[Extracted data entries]
------------------------------

//! Health check handlers
//!
//! Endpoints for liveness and readiness probes.

use std::fmt::Display;
use std::time::Duration;

use axum::{extract::State, http::StatusCode, Json};
use messenger_service::dto::{HealthResponse, ReadinessResponse};
use tracing::{debug, warn};

use crate::state::AppState;

/// Basic health check (liveness probe)
///
/// GET /health
pub async fn health_check() -> Json<HealthResponse> {
    Json(HealthResponse::healthy())
}

/// Readiness check with dependency health
///
/// GET /health/ready
///
/// Backends that are not configured report "disabled" and do not fail the probe.
pub async fn readiness_check(
    State(state): State<AppState>,
) -> (StatusCode, Json<ReadinessResponse>) {
    let ctx = state.service_context();

    let db_healthy = match ctx.pool() {
        Some(pool) => Some(probe("postgres", messenger_db::ping(pool).await)),
        None => None,
    };

    let redis_healthy = match ctx.redis_pool() {
        Some(redis) => Some(probe("redis", redis.health_check().await)),
        None => None,
    };

    let response = ReadinessResponse::ready(db_healthy, redis_healthy);
    let status = if response.is_ready() {
        StatusCode::OK
    } else {
        StatusCode::SERVICE_UNAVAILABLE
    };

    (status, Json(response))
}

fn probe<E: Display>(backend: &str, outcome: Result<Duration, E>) -> bool {
    match outcome {
        Ok(latency) => {
            debug!(backend, latency_ms = latency.as_millis(), "Readiness probe ok");
            true
        }
        Err(e) => {
            warn!(backend, error = %e, "Readiness probe failed");
            false
        }
    }
}
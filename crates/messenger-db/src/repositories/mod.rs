//! Repository implementations
//!
//! PostgreSQL implementations of the repository traits defined in messenger-core.
//! Each repository handles database operations for a specific domain entity.

mod chat;
mod error;
mod message;
mod reaction;
mod user;

use messenger_core::value_objects::Snowflake;

pub use chat::PgChatRepository;
pub use error::{map_db_error, map_unique_violation};
pub use message::PgMessageRepository;
pub use reaction::PgReactionRepository;
pub use user::PgUserRepository;

/// Snowflakes as an `ANY($n)` bind parameter
fn raw_ids(ids: &[Snowflake]) -> Vec<i64> {
    ids.iter().copied().map(Snowflake::into_inner).collect()
}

------------------------------

Your goal - All lines from the one containing "pub use user::PgUserRepository;" to the end of the records are to be duplicated exactly, and no other lines are to be given.

Response to the task -
pub use user::PgUserRepository;

/// Snowflakes as an `ANY($n)` bind parameter
fn raw_ids(ids: &[Snowflake]) -> Vec<i64> {
    ids.iter().copied().map(Snowflake::into_inner).collect()
}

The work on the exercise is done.